[Material for the task]
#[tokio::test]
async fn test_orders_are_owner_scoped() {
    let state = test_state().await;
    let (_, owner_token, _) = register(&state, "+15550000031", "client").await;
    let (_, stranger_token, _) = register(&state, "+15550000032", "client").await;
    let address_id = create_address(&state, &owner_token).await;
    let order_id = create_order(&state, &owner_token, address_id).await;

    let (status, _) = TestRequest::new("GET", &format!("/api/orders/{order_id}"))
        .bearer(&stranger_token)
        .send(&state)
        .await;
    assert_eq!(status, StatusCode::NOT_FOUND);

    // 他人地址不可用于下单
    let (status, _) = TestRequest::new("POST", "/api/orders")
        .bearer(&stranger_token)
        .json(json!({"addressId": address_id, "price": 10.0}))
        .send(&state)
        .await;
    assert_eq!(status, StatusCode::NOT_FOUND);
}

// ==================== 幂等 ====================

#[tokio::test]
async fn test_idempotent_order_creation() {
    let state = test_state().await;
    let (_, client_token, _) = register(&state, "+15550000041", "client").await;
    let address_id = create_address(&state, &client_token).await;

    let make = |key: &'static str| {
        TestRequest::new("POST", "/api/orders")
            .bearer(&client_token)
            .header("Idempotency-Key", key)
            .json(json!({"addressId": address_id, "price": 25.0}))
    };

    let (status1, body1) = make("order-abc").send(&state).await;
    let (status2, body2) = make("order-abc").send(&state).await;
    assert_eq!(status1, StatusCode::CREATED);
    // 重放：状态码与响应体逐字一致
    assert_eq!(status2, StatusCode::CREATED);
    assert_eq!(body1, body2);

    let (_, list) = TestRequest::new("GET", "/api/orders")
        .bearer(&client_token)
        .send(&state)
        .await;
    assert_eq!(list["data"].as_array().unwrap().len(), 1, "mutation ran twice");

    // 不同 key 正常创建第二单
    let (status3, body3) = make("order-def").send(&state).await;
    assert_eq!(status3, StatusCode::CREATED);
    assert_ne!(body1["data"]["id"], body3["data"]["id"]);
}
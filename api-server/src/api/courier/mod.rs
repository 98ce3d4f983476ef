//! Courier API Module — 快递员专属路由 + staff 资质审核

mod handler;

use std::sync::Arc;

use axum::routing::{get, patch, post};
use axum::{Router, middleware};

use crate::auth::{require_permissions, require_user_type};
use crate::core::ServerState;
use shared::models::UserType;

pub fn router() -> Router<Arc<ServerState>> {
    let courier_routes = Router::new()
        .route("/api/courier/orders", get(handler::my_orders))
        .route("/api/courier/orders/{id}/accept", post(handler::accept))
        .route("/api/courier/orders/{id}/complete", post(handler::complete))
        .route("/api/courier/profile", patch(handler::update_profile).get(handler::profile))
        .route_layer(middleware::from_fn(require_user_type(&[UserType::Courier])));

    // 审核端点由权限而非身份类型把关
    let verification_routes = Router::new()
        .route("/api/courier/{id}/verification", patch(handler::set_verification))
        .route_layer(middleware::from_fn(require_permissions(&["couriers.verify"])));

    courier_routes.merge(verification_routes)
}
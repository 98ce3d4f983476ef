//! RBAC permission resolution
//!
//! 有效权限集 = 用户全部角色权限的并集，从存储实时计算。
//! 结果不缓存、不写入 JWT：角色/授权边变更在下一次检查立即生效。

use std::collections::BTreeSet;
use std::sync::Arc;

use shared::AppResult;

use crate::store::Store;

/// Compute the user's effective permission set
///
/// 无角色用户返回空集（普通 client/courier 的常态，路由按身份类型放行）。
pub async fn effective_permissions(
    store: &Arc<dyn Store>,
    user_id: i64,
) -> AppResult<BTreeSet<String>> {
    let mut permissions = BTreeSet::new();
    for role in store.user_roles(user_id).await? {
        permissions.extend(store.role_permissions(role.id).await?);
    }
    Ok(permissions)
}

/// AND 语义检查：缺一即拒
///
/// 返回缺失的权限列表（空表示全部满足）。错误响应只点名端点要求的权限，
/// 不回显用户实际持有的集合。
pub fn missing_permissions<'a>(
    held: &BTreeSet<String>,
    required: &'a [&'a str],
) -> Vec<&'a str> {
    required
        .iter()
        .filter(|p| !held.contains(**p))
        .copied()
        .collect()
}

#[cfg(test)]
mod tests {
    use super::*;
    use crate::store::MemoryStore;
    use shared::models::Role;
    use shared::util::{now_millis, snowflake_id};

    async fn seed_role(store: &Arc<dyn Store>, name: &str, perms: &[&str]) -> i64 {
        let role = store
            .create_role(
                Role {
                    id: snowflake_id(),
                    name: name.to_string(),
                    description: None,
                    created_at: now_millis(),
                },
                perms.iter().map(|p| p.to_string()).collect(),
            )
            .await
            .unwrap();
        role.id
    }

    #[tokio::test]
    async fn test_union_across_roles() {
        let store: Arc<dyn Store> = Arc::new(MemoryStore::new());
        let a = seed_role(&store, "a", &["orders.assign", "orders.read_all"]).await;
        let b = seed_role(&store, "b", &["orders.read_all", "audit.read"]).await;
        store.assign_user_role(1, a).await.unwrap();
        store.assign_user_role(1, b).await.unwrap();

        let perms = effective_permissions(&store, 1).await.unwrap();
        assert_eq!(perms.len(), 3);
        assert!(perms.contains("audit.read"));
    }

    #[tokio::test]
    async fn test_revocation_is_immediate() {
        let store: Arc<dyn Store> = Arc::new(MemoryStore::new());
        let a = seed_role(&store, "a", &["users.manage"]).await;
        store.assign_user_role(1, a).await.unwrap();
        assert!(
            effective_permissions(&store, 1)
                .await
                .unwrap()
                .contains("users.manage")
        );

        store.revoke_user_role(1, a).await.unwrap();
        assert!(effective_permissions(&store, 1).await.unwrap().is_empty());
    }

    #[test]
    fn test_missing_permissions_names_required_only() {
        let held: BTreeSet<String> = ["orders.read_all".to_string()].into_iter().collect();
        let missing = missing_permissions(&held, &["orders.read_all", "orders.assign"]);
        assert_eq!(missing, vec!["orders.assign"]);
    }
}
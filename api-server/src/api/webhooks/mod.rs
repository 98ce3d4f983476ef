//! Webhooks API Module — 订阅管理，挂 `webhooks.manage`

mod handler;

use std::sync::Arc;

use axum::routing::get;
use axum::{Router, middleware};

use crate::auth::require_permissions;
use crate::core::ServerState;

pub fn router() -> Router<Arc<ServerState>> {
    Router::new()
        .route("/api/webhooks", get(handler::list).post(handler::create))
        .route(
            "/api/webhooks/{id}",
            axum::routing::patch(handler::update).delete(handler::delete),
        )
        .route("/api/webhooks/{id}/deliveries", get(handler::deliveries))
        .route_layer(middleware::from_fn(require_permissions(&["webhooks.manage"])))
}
[/Material for the task]
__Task brief__. The reply is to be an exact copy of the listing.

__Written response__.
#[tokio::test]
async fn test_orders_are_owner_scoped() {
    let state = test_state().await;
    let (_, owner_token, _) = register(&state, "+15550000031", "client").await;
    let (_, stranger_token, _) = register(&state, "+15550000032", "client").await;
    let address_id = create_address(&state, &owner_token).await;
    let order_id = create_order(&state, &owner_token, address_id).await;

    let (status, _) = TestRequest::new("GET", &format!("/api/orders/{order_id}"))
        .bearer(&stranger_token)
        .send(&state)
        .await;
    assert_eq!(status, StatusCode::NOT_FOUND);

    // 他人地址不可用于下单
    let (status, _) = TestRequest::new("POST", "/api/orders")
        .bearer(&stranger_token)
        .json(json!({"addressId": address_id, "price": 10.0}))
        .send(&state)
        .await;
    assert_eq!(status, StatusCode::NOT_FOUND);
}

// ==================== 幂等 ====================

#[tokio::test]
async fn test_idempotent_order_creation() {
    let state = test_state().await;
    let (_, client_token, _) = register(&state, "+15550000041", "client").await;
    let address_id = create_address(&state, &client_token).await;

    let make = |key: &'static str| {
        TestRequest::new("POST", "/api/orders")
            .bearer(&client_token)
            .header("Idempotency-Key", key)
            .json(json!({"addressId": address_id, "price": 25.0}))
    };

    let (status1, body1) = make("order-abc").send(&state).await;
    let (status2, body2) = make("order-abc").send(&state).await;
    assert_eq!(status1, StatusCode::CREATED);
    // 重放：状态码与响应体逐字一致
    assert_eq!(status2, StatusCode::CREATED);
    assert_eq!(body1, body2);

    let (_, list) = TestRequest::new("GET", "/api/orders")
        .bearer(&client_token)
        .send(&state)
        .await;
    assert_eq!(list["data"].as_array().unwrap().len(), 1, "mutation ran twice");

    // 不同 key 正常创建第二单
    let (status3, body3) = make("order-def").send(&state).await;
    assert_eq!(status3, StatusCode::CREATED);
    assert_ne!(body1["data"]["id"], body3["data"]["id"]);
}
filename api-server/src/api/courier/mod.rs
repository 98ce3d4f983476ef
//! Courier API Module — 快递员专属路由 + staff 资质审核

mod handler;

use std::sync::Arc;

use axum::routing::{get, patch, post};
use axum::{Router, middleware};

use crate::auth::{require_permissions, require_user_type};
use crate::core::ServerState;
use shared::models::UserType;

pub fn router() -> Router<Arc<ServerState>> {
    let courier_routes = Router::new()
        .route("/api/courier/orders", get(handler::my_orders))
        .route("/api/courier/orders/{id}/accept", post(handler::accept))
        .route("/api/courier/orders/{id}/complete", post(handler::complete))
        .route("/api/courier/profile", patch(handler::update_profile).get(handler::profile))
        .route_layer(middleware::from_fn(require_user_type(&[UserType::Courier])));

    // 审核端点由权限而非身份类型把关
    let verification_routes = Router::new()
        .route("/api/courier/{id}/verification", patch(handler::set_verification))
        .route_layer(middleware::from_fn(require_permissions(&["couriers.verify"])));

    courier_routes.merge(verification_routes)
}
repository 98ce3d4f983476ef
//! RBAC permission resolution
//!
//! 有效权限集 = 用户全部角色权限的并集，从存储实时计算。
//! 结果不缓存、不写入 JWT：角色/授权边变更在下一次检查立即生效。

use std::collections::BTreeSet;
use std::sync::Arc;

use shared::AppResult;

use crate::store::Store;

/// Compute the user's effective permission set
///
/// 无角色用户返回空集（普通 client/courier 的常态，路由按身份类型放行）。
pub async fn effective_permissions(
    store: &Arc<dyn Store>,
    user_id: i64,
) -> AppResult<BTreeSet<String>> {
    let mut permissions = BTreeSet::new();
    for role in store.user_roles(user_id).await? {
        permissions.extend(store.role_permissions(role.id).await?);
    }
    Ok(permissions)
}

/// AND 语义检查：缺一即拒
///
/// 返回缺失的权限列表（空表示全部满足）。错误响应只点名端点要求的权限，
/// 不回显用户实际持有的集合。
pub fn missing_permissions<'a>(
    held: &BTreeSet<String>,
    required: &'a [&'a str],
) -> Vec<&'a str> {
    required
        .iter()
        .filter(|p| !held.contains(**p))
        .copied()
        .collect()
}

#[cfg(test)]
mod tests {
    use super::*;
    use crate::store::MemoryStore;
    use shared::models::Role;
    use shared::util::{now_millis, snowflake_id};

    async fn seed_role(store: &Arc<dyn Store>, name: &str, perms: &[&str]) -> i64 {
        let role = store
            .create_role(
                Role {
                    id: snowflake_id(),
                    name: name.to_string(),
                    description: None,
                    created_at: now_millis(),
                },
                perms.iter().map(|p| p.to_string()).collect(),
            )
            .await
            .unwrap();
        role.id
    }

    #[tokio::test]
    async fn test_union_across_roles() {
        let store: Arc<dyn Store> = Arc::new(MemoryStore::new());
        let a = seed_role(&store, "a", &["orders.assign", "orders.read_all"]).await;
        let b = seed_role(&store, "b", &["orders.read_all", "audit.read"]).await;
        store.assign_user_role(1, a).await.unwrap();
        store.assign_user_role(1, b).await.unwrap();

        let perms = effective_permissions(&store, 1).await.unwrap();
        assert_eq!(perms.len(), 3);
        assert!(perms.contains("audit.read"));
    }

    #[tokio::test]
    async fn test_revocation_is_immediate() {
        let store: Arc<dyn Store> = Arc::new(MemoryStore::new());
        let a = seed_role(&store, "a", &["users.manage"]).await;
        store.assign_user_role(1, a).await.unwrap();
        assert!(
            effective_permissions(&store, 1)
                .await
                .unwrap()
                .contains("users.manage")
        );

        store.revoke_user_role(1, a).await.unwrap();
        assert!(effective_permissions(&store, 1).await.unwrap().is_empty());
    }

    #[test]
    fn test_missing_permissions_names_required_only() {
        let held: BTreeSet<String> = ["orders.read_all".to_string()].into_iter().collect();
        let missing = missing_permissions(&held, &["orders.read_all", "orders.assign"]);
        assert_eq!(missing, vec!["orders.assign"]);
    }
}
filename api-server/src/api/webhooks/mod.rs
repository 98ce3d4f983476ef
//! Webhooks API Module — 订阅管理，挂 `webhooks.manage`

mod handler;

use std::sync::Arc;

use axum::routing::get;
use axum::{Router, middleware};

use crate::auth::require_permissions;
use crate::core::ServerState;

pub fn router() -> Router<Arc<ServerState>> {
    Router::new()
        .route("/api/webhooks", get(handler::list).post(handler::create))
        .route(
            "/api/webhooks/{id}",
            axum::routing::patch(handler::update).delete(handler::delete),
        )
        .route("/api/webhooks/{id}/deliveries", get(handler::deliveries))
        .route_layer(middleware::from_fn(require_permissions(&["webhooks.manage"])))
}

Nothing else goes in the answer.